Loria’s ultimate legacy will be that of a lousy and disliked owner, but, in one sense, he outfoxed everyone all along. His original investment was $30 million in the Montreal Expos. Some of his former partners there accused him of deliberately destroying baseball in Montreal. He became part of a controversial swap that allowed him to buy the Marlins and then-Marlins owner John Henry to purchase the Red Sox while the league-owned Expos were eventually relocated to Washington, D.C.
After crying poor for years, Miami-Dade County finally caved and helped build Loria a stadium in what will be an economically disastrous deal for the county: a $91 million loan will eventually cost the county more than $1 billion to pay off. That’s not Loria’s fault, but the new stadium has done little to improve the Marlins’ fortunes.
For years, Loria’s game plan seemed simple: Keep the payroll as low as possible while cashing a big revenue-sharing check. The Marlins ran the majors’ lowest payroll in 2006, 2008, 2009, 2014 and 2015 while ranking second-lowest in two other seasons. The Marlins undoubtedly were profitable many of those years despite poor attendance and poor TV revenue. In fact, in 2010 the club was forced to raise its payroll after reaching an agreement with the union. Ultimately, this was a skinflint owner who may have liked baseball, but had no idea how to build a successful franchise. The team has rarely invested in Latin America and the farm system has turned into one of the weakest in the game in recent years.
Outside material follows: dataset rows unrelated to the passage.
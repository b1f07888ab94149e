//! Application of the Separating Axis Theorem (SAT) for collision detection.
//!
//! The **Separating Axis Theorem** states that two convex shapes do **not**
//! intersect if and only if there exists an axis onto which their projections
//! do not overlap.
//!
//! For two convex polygons, the only candidate axes to test are the normals of
//! their edges. For a polygon and a circle, the candidates are the edge normals
//! and the directions from the polygon vertices to the circle center. Which one is
//! relevant for a given edge is found by classifying the circle center into the
//! [`VoronoiRegion`]s of that edge.
//!
//! When no separating axis exists, the axis with the smallest overlap gives the
//! minimum translation vector, recorded into a [`Response`](crate::query::Response).
//!
//! The functions of this module work on [`ConvexView`](crate::shape::ConvexView)s
//! and do not tag the response with the shape types. See
//! [`crate::query::details`] for the shape-typed versions.

pub use self::sat_axis::is_separating_axis;
pub use self::sat_convex_circle::convex_circle_overlap;
pub use self::sat_convex_convex::convex_convex_overlap;
pub use self::voronoi::{voronoi_region, VoronoiRegion};

mod sat_axis;
mod sat_convex_circle;
mod sat_convex_convex;
mod voronoi;
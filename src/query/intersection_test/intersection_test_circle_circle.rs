use crate::math::Vector;
use crate::query::Response;
use crate::shape::{Circle, ShapeType};

#[cfg(not(feature = "std"))]
use na::ComplexField; // for .sqrt()

/// Intersection test between two circles.
///
/// Touching circles are considered overlapping. If the circles overlap and a
/// response is given, it is filled with the minimum translation vector
/// separating `a` from `b`.
pub fn test_circle_circle(a: &Circle, b: &Circle, response: Option<&mut Response>) -> bool {
    let difference = b.pos - a.pos;
    let total_radius = a.radius + b.radius;
    let distance_squared = difference.norm_squared();

    if distance_squared > total_radius * total_radius {
        return false;
    }

    if let Some(response) = response {
        let distance = distance_squared.sqrt();

        response.overlap = total_radius - distance;
        response.overlap_n = if distance > 0.0 {
            difference / distance
        } else {
            log::debug!("Coincident circle centers, separating along the x axis.");
            Vector::x()
        };
        response.a_in_b = a.radius <= b.radius && distance <= b.radius - a.radius;
        response.b_in_a = b.radius <= a.radius && distance <= a.radius - b.radius;
        response.finish(ShapeType::Circle, ShapeType::Circle);
    }

    true
}
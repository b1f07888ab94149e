//! Overlap queries between 2D shapes.
//!
//! # General cases
//! The most general methods provided by this module are:
//!
//! * [`query::intersection_test()`](intersection_test()) to determine if two shapes are
//!   overlapping and, optionally, compute the minimum translation vector separating them.
//! * [`query::contains_point()`](contains_point()) to determine if a point is inside of a shape.
//!
//! Both take shapes as `&dyn Shape` and return [`Unsupported`] for shapes they cannot handle.
//!
//! # Specific cases
//! The functions exported by the `details` submodule are more specific versions of the ones described above.
//! For example `test_circle_circle` tests two shapes known at compile-time to be circles.
//! They are less convenient to use than the most generic version but will be slightly faster due to the lack of dynamic dispatch.
//! The specific functions have the form `test_[shape1]_[shape2]()`, or `point_in_[shape]()` for point queries.
//!
//! The [`sat`] submodule exposes the lower-level building blocks shared by all these queries.

pub use self::error::Unsupported;
pub use self::intersection_test::{contains_point, intersection_test};
pub use self::response::Response;

mod error;
mod intersection_test;
mod response;
pub mod sat;

/// Queries dedicated to specific pairs of shapes.
pub mod details {
    pub use super::intersection_test::{
        point_in_circle, point_in_convex, point_in_polygon, test_circle_circle,
        test_circle_polygon, test_polygon_circle, test_polygon_polygon,
    };
    pub use super::sat::is_separating_axis;
}
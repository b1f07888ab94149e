use crate::math::Vector;
use crate::query::sat::is_separating_axis;
use crate::query::Response;
use crate::shape::ConvexView;

/// Checks whether two convex polygons overlap.
///
/// Every edge normal of `a`, then of `b`, is tested as a separating axis and the
/// test exits on the first axis that separates the polygons. Normals of zero-length
/// edges are skipped. A polygon without any vertex overlaps nothing.
///
/// If the polygons overlap and a response is given, it holds the minimum overlap
/// axis and the containment flags on return. Its shape tags and `overlap_v` are
/// not updated.
pub fn convex_convex_overlap(
    a: &ConvexView,
    b: &ConvexView,
    mut response: Option<&mut Response>,
) -> bool {
    if a.is_empty() || b.is_empty() {
        return false;
    }

    for normal in a.normals.iter().chain(b.normals.iter()) {
        if *normal == Vector::zeros() {
            continue;
        }

        if is_separating_axis(
            &a.pos,
            &b.pos,
            a.points,
            b.points,
            normal,
            response.as_deref_mut(),
        ) {
            return false;
        }
    }

    true
}
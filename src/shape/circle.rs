use crate::math::{Point, Real, Vector};
use crate::shape::{Aabb, Polygon};

/// A circle with a position and a radius.
#[cfg_attr(feature = "serde-serialize", derive(Serialize, Deserialize))]
#[cfg_attr(feature = "bytemuck", derive(bytemuck::Pod, bytemuck::Zeroable))]
#[derive(PartialEq, Debug, Copy, Clone)]
#[repr(C)]
pub struct Circle {
    /// The center of the circle.
    pub pos: Point,
    /// The radius of the circle.
    pub radius: Real,
}

impl Default for Circle {
    fn default() -> Self {
        Circle::new(Point::origin(), 0.0)
    }
}

impl Circle {
    /// Creates a new circle centered at `pos`.
    #[inline]
    pub fn new(pos: Point, radius: Real) -> Circle {
        Circle { pos, radius }
    }

    /// The axis-aligned bounding box of this circle.
    #[inline]
    pub fn aabb(&self) -> Aabb {
        let r = self.radius;
        Aabb::new(self.pos - Vector::new(r, r), r * 2.0, r * 2.0)
    }

    /// The axis-aligned bounding box of this circle, as a polygon.
    ///
    /// Returns a new `Polygon` each time this is called.
    pub fn aabb_polygon(&self) -> Polygon {
        self.aabb().to_polygon()
    }
}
The past two seasons, the Marlins did raise their payroll, essentially doubling the total from 2015, and the club had the 20th-highest Opening Day payroll. Unfortunately, the product on the field remained mediocre and the Herald reported that “The Marlins are expected to lose more than $60 million this season, according to a source who has seen their books.” The team reportedly carried a debt of $500 million.
If that’s the case, I guess the billion-dollar question is what Sherman, Jeter & Co. can hope for with this purchase. Loria’s ultimate failure wasn’t just on the field, but in building a fan base. The team ranks last in attendance in the National League -- just as it has each season since 2006, except for the first year in the new ballpark. Maybe that’s not Loria’s fault. It could be that Miami just isn’t a good baseball city (or sports city, for that matter). But it’s also true that the fans were treated to the sell-off after 1997 and then Loria’s slow sell-off of the 2003 team. It also takes a generation or two to form a history and loyalty needed for consistent support. Still, who wants to support a team that is suing one of its own fans?
Winning over the fans may be tougher than building a winning team, and who knows how much the team’s finances will affect the new owners and the ability to spend on payroll (it doesn’t help that Giancarlo Stanton’s salary increases from $14.5 million to $25 million next season and escalates from there if he doesn’t opt out).
The other unknown is Jeter. He was obviously a great player, but that doesn’t mean he’ll be great at running a baseball team. It also doesn’t mean he won’t be great. It’s impossible to know. As good a player as he was, it’s difficult to get a read on Jeter’s potential acumen in running a team. He was always the master of being accessible without ever saying anything that was interesting.
Still, this can be viewed only as positive news in South Florida. The franchise needs new blood and new ideas. Good riddance to a bad owner. For the first time in a long time, there’s hope in Miami.